(The input)

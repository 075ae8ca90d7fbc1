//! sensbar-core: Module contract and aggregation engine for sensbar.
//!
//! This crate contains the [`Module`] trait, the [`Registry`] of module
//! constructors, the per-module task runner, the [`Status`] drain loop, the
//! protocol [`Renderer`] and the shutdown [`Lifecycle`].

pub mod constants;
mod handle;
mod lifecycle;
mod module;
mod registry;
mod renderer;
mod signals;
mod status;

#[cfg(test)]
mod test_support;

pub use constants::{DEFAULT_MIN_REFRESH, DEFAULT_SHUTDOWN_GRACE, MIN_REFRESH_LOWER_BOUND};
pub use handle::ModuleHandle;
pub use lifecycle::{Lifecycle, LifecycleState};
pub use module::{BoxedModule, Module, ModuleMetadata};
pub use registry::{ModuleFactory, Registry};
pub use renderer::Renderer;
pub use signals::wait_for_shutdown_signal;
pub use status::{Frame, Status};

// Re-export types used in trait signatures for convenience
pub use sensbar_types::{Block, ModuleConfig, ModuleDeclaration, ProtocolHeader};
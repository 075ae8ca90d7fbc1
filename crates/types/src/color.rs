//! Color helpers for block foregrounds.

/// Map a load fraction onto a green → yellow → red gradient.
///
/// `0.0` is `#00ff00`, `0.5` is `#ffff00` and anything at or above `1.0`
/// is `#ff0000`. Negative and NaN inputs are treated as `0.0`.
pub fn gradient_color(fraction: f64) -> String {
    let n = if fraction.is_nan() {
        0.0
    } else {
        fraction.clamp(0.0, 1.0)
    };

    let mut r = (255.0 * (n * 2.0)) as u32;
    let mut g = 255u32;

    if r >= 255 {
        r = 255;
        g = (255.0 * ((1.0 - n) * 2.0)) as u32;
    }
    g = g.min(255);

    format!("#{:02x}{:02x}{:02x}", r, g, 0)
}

...

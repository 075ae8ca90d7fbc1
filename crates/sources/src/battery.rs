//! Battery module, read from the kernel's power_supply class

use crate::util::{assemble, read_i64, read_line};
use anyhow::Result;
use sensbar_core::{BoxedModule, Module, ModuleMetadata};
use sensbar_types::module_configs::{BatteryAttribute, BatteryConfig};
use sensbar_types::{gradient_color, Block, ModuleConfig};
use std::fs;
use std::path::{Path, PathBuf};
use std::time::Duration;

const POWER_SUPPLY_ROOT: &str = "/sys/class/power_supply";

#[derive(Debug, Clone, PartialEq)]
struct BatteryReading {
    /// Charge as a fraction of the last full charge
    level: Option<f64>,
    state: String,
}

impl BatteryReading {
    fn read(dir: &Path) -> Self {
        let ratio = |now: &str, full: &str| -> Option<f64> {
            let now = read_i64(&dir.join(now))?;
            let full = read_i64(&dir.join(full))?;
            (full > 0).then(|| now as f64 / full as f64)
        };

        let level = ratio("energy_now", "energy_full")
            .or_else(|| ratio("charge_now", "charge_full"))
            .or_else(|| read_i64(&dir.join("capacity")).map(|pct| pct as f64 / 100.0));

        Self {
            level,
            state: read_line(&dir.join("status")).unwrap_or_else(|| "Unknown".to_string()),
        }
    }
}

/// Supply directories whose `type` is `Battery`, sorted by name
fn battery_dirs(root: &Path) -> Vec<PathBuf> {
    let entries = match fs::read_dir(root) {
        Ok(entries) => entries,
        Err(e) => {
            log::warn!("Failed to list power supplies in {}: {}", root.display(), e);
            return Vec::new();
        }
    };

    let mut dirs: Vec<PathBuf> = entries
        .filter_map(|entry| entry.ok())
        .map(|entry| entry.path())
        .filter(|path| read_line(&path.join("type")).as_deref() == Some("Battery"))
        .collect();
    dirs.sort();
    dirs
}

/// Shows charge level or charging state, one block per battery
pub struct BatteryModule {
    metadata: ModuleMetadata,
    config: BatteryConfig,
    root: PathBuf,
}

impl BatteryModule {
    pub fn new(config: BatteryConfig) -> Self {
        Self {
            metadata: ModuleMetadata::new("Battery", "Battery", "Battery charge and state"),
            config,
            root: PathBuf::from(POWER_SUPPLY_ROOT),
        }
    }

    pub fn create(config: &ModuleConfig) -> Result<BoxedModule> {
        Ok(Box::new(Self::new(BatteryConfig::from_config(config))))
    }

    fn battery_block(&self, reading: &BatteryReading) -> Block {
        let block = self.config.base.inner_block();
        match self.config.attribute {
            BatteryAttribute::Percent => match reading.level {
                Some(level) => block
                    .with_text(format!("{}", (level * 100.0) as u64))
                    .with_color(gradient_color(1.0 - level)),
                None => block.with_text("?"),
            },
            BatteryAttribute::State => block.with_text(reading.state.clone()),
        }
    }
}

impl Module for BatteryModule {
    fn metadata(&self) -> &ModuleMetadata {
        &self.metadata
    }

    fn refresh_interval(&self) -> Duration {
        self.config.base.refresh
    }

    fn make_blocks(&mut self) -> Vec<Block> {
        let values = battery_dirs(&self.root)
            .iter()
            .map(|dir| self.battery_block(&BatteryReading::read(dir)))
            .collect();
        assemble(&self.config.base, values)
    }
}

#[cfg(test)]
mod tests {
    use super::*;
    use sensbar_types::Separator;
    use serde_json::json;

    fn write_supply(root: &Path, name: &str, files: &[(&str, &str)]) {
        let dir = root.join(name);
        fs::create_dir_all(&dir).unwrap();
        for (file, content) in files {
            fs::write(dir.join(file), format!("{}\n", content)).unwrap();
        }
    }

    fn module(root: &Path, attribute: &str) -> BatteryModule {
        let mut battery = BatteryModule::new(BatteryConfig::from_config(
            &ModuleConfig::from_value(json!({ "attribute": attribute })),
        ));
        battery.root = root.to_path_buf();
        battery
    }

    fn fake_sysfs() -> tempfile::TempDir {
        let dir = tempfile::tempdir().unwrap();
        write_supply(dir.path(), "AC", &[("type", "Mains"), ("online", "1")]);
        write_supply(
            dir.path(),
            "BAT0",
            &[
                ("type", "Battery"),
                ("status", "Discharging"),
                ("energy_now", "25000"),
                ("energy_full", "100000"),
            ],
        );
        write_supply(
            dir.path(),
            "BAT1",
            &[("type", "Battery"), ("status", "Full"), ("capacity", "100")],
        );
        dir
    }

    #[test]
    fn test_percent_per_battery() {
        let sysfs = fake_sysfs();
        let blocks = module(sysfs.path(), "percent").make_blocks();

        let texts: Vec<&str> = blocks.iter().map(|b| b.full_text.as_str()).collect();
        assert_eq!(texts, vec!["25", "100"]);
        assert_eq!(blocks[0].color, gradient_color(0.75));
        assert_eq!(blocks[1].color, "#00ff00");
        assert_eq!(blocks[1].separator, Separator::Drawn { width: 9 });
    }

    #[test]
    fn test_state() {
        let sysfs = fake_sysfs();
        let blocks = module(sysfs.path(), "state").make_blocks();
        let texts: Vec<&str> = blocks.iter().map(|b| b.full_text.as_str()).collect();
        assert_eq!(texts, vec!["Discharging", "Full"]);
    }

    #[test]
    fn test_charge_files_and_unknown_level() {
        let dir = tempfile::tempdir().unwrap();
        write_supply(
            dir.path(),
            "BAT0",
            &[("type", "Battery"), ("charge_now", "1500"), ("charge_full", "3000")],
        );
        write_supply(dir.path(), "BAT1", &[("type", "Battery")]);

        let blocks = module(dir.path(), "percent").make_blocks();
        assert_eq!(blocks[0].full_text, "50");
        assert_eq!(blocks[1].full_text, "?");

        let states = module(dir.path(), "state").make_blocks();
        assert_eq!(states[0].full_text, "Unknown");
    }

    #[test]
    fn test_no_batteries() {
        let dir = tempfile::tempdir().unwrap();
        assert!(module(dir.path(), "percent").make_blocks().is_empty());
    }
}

(What you are asked to do) The string "match" appears in some lines of the material. Report how many, and nothing more.

(Expected output) 3